Pelear por el agua

08/03/2015 - 23:00 Luis Monje Ciruelo

Pelear por el agua es casi una tradición en este seco país. Los billones de metro cúbicos que se vierten inútilmente en el mar, y que podrían perfectamente aliviar la sed secular de nuestras tierras produce la irritación de todos los españoles, no solamente de los directamente afectados.Y, sobre todo, cuando, con motivo de la avenidas del Ebro, que tantos daños han causado, se recuerda que Aznar había ultimado un Plan Hidrológico Nacional para transferir agua entre cuencas y el presidente Zapatero, al llegar al Poder, echó abajo el proyecto y dejó sin agua a los que tenían sed. Sólo con las perdidas causadas por las inundaciones se podrían financiar las obras de ese magno trasvase. Al hablar de peleas por el agua, no puedo evitar, dado mi irredento provincialismo, el recuerdo de mi primer contacto con las tierras de allende el Tajo, pasado Trillo, allá en los años cincuenta. El periódico me envió para informar de un crimen en Azañón: la muerte de un vecino a manos de su cuñado por cuestiones de riego, al que, en el calor de la discusión, golpeó en la cabeza con un azadón.
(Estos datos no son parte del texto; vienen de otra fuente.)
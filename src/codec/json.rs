//! JSON codec

use serde::Serialize;
use serde::de::DeserializeOwned;

use super::{Codec, guard_decode};
use crate::{ProtocolError, Result};

/// Compact JSON encoding via `serde_json`.
#[derive(Debug, Clone, Copy, Default, PartialEq, Eq)]
pub struct JsonCodec;

impl Codec for JsonCodec {
    fn name(&self) -> &'static str {
        "json"
    }

    fn encode<T: Serialize + ?Sized>(&self, value: &T) -> Result<Vec<u8>> {
        serde_json::to_vec(value).map_err(|e| ProtocolError::encode("json", e))
    }

    fn decode<T: DeserializeOwned>(&self, bytes: &[u8]) -> Result<T> {
        guard_decode("json", || {
            serde_json::from_slice(bytes).map_err(|e| ProtocolError::decode("json", e))
        })
    }
}
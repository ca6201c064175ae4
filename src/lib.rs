//! Batched CRUD request-response protocol.
//!
//! Crudwire lets the same handler code answer operations sent from a client
//! and a server over a single request endpoint plus a push stream. Clients
//! queue operations in a [`Broker`] that consolidates and debounces them into
//! one [`BatchRequest`]; the server runs the batch through
//! [`Protocol::process_batch`] and answers with one [`PacketResult`] per
//! packet. Responses that name broadcast targets are also handed to a
//! [`ChannelSink`] for push delivery.
//!
//! # Features
//!
//! - **Positional handlers**: handler ids are registration slots, agreed on by both peers
//! - **Typed capabilities**: `Create`/`Read`/`Update`/`Delete` plus optional validators
//! - **Partial success**: one failing packet never aborts its batch
//! - **Pluggable codec**: JSON or compact binary, or your own [`Codec`]
//!
//! # Example
//!
//! ```rust
//! use crudwire::{
//!     Action, CallContext, Create, Handler, HandlerResult, Packet, Protocol, ProtocolConfig,
//!     Registration, Reply, Response,
//! };
//! use serde::{Deserialize, Serialize};
//!
//! #[derive(Serialize, Deserialize)]
//! struct User { id: u64, name: String }
//!
//! struct Users;
//!
//! impl Handler for Users {
//!     type Input = User;
//!     type Output = User;
//! }
//!
//! #[async_trait::async_trait]
//! impl Create for Users {
//!     async fn create(&self, _ctx: &CallContext, users: Vec<User>) -> HandlerResult<User> {
//!         Ok(Reply::Many(users.into_iter().map(|u| Response::new(User { id: 123, ..u })).collect()))
//!     }
//! }
//!
//! # #[tokio::main(flavor = "current_thread")]
//! # async fn main() -> crudwire::Result<()> {
//! let mut protocol = Protocol::new(ProtocolConfig::default())?;
//! protocol.register([Registration::new(Users).create().boxed()])?;
//!
//! let packet = Packet::new(Action::Create, 0, "r1")
//!     .with_data(vec![br#"{"id":0,"name":"Alice"}"#.to_vec()]);
//! let request = protocol.encode_batch(&[packet])?;
//!
//! let response = protocol.process_batch(&CallContext::new(), &request).await?;
//! let response = protocol.decode_response(&response)?;
//! assert_eq!(response.results[0].req_id, "r1");
//! assert!(!response.results[0].is_error());
//! # Ok(())
//! # }
//! ```

// Core types and error handling
pub mod codec;
pub mod config;
pub mod context;
mod error;
pub mod types;

// Handlers and dispatch
pub mod batch;
pub mod dispatcher;
pub mod handler;
mod protocol;
pub mod registry;

// Delivery
pub mod broker;
pub mod router;

#[cfg_attr(any(test, feature = "benchmark"), path = "test_utils.rs")]
#[cfg(any(test, feature = "benchmark"))]
pub mod test_utils;

// Core exports
pub use codec::{BinaryCodec, Codec, CodecKind, ErasedPayload, JsonCodec, Payload, WireCodec};
pub use config::ProtocolConfig;
pub use context::CallContext;
pub use error::*;
pub use types::*;

// Handler exports
pub use handler::{
    BoundHandler, BoxedHandler, Create, Delete, Handler, HandlerResult, Read, Registration, Reply,
    Response, Update, Validate, ValidateItem,
};

// Main API exports
pub use batch::DECODE_ERROR_REQ_ID;
pub use broker::{Broker, FlushedBatch, QueuedPacket, WeakBroker};
pub use protocol::Protocol;
pub use router::{ChannelHub, ChannelMessage, ChannelSink, NullSink, ResultRouter, Subscription};
//! The protocol instance shared by the server entry point and the client broker

use std::sync::Arc;

use crate::broker::Broker;
use crate::codec::{Codec, ErasedPayload, WireCodec};
use crate::config::ProtocolConfig;
use crate::context::CallContext;
use crate::dispatcher::Dispatcher;
use crate::handler::{BoxedHandler, Reply};
use crate::registry::HandlerRegistry;
use crate::router::{ChannelSink, NullSink, ResultRouter};
use crate::types::Action;
use crate::Result;

/// One protocol instance: configuration, codec, handler table and router.
///
/// Construct it once at startup, register handlers, then share it by
/// reference (or inside an `Arc`) with every entry point. Registration takes
/// `&mut self`, so it cannot overlap with dispatch.
pub struct Protocol<C: Codec = WireCodec> {
    pub(crate) config: ProtocolConfig,
    pub(crate) codec: Arc<C>,
    pub(crate) dispatcher: Dispatcher<C>,
    pub(crate) router: ResultRouter<C>,
}

impl Protocol<WireCodec> {
    /// Protocol using the codec named in `config`.
    pub fn new(config: ProtocolConfig) -> Result<Self> {
        let codec = WireCodec::from_kind(config.codec);
        Self::with_codec(config, codec)
    }
}

impl<C: Codec> Protocol<C> {
    /// Protocol using a custom codec. `config.codec` is ignored.
    pub fn with_codec(config: ProtocolConfig, codec: C) -> Result<Self> {
        config.validate()?;
        let codec = Arc::new(codec);
        Ok(Self {
            dispatcher: Dispatcher::new(Arc::clone(&codec), config.max_handlers),
            router: ResultRouter::new(Arc::clone(&codec), Arc::new(NullSink)),
            codec,
            config,
        })
    }

    /// Deliver broadcast responses to `sink` instead of discarding them.
    pub fn with_sink(mut self, sink: Arc<dyn ChannelSink>) -> Self {
        self.router = ResultRouter::new(Arc::clone(&self.codec), sink);
        self
    }

    /// Replace the handler table. Handler ids follow the order of `handlers`.
    pub fn register<I>(&mut self, handlers: I) -> Result<()>
    where
        I: IntoIterator<Item = BoxedHandler<C>>,
    {
        self.dispatcher.registry_mut().register(handlers)
    }

    /// Name of the handler at `index`, or `""` when out of range.
    pub fn handler_name(&self, index: usize) -> &str {
        self.dispatcher.registry().handler_name(index)
    }

    /// Slot of the handler registered under `name`.
    pub fn handler_id(&self, name: &str) -> Option<u8> {
        self.dispatcher.registry().handler_id(name)
    }

    pub fn registry(&self) -> &HandlerRegistry<C> {
        self.dispatcher.registry()
    }

    pub fn codec(&self) -> &C {
        &self.codec
    }

    pub fn config(&self) -> &ProtocolConfig {
        &self.config
    }

    pub fn router(&self) -> &ResultRouter<C> {
        &self.router
    }

    /// New outbound broker sharing this protocol's codec and settings.
    pub fn broker(&self) -> Broker<C> {
        Broker::new(Arc::clone(&self.codec), &self.config)
    }

    /// Invoke one action on one handler. See [`Dispatcher::call_handler`].
    pub async fn call_handler(
        &self,
        ctx: &CallContext,
        handler_id: u8,
        action: Action,
        args: &[Vec<u8>],
    ) -> Result<Reply<ErasedPayload<C>>> {
        self.dispatcher.call_handler(ctx, handler_id, action, args).await
    }
}

impl<C: Codec> std::fmt::Debug for Protocol<C> {
    fn fmt(&self, f: &mut std::fmt::Formatter<'_>) -> std::fmt::Result {
        f.debug_struct("Protocol")
            .field("codec", &self.codec.name())
            .field("config", &self.config)
            .field("registry", self.dispatcher.registry())
            .finish()
    }
}
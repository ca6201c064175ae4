//! Binary codec

use serde::Serialize;
use serde::de::DeserializeOwned;

use super::{Codec, guard_decode};
use crate::{ProtocolError, Result};

/// Compact binary encoding via `postcard`.
///
/// Not self-describing: both peers must agree on the exact types.
#[derive(Debug, Clone, Copy, Default, PartialEq, Eq)]
pub struct BinaryCodec;

impl Codec for BinaryCodec {
    fn name(&self) -> &'static str {
        "binary"
    }

    fn encode<T: Serialize + ?Sized>(&self, value: &T) -> Result<Vec<u8>> {
        postcard::to_allocvec(value).map_err(|e| ProtocolError::encode("binary", e))
    }

    fn decode<T: DeserializeOwned>(&self, bytes: &[u8]) -> Result<T> {
        guard_decode("binary", || {
            postcard::from_bytes(bytes).map_err(|e| ProtocolError::decode("binary", e))
        })
    }
}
En el Juzgado de Cifuentes, entonces cabeza de partido, me informaron que el agresor había sido puesto en libertad con cargos, y estaba en su pueblo. Me fui en el coche de línea a Azañón (todavía no había “600”) y al llegar me enteré de que el criminal era mi vecino de asiento. Y el de más allá era un leproso del lazareto de Trillo. Luego en Azañón todo fueron amabilidades de vecinos y autoridades. Si todo el mundo lucha por su supervivencia es lógico que el agua, elemento vital, suscite peleas entre regiones, entre amigos e incluso entre familiares que nunca se sabe cómo pueden terminar, sobre todo cuando se tiene en las manos un instrumento de trabajo tan contundente como un azadón, cuyo cotillo, bien manejado, es capaz de partir piedras y no digamos cráneos. Esos dramas rurales, tantas veces llevados al teatro, nos hacen titubear a la hora de calificar de criminal, por más que lo diga el Código, a un sencillo campesino, que por herencia y por sentimiento es un fiel cumplidor de la Ley, como fue el caso de Azañón, un pueblo que desde un montículo, casi a la sombra de las Tetas de Viana, está en la ruta de Trillo al puente de San Pedro. Viajar en compañía de un criminal y un leproso no lo puede contar cualquiera, sobre todo cuando todavía se creía que la lepra era una enfermedad contagiosa y padecerla era como vivir marginado del mundo.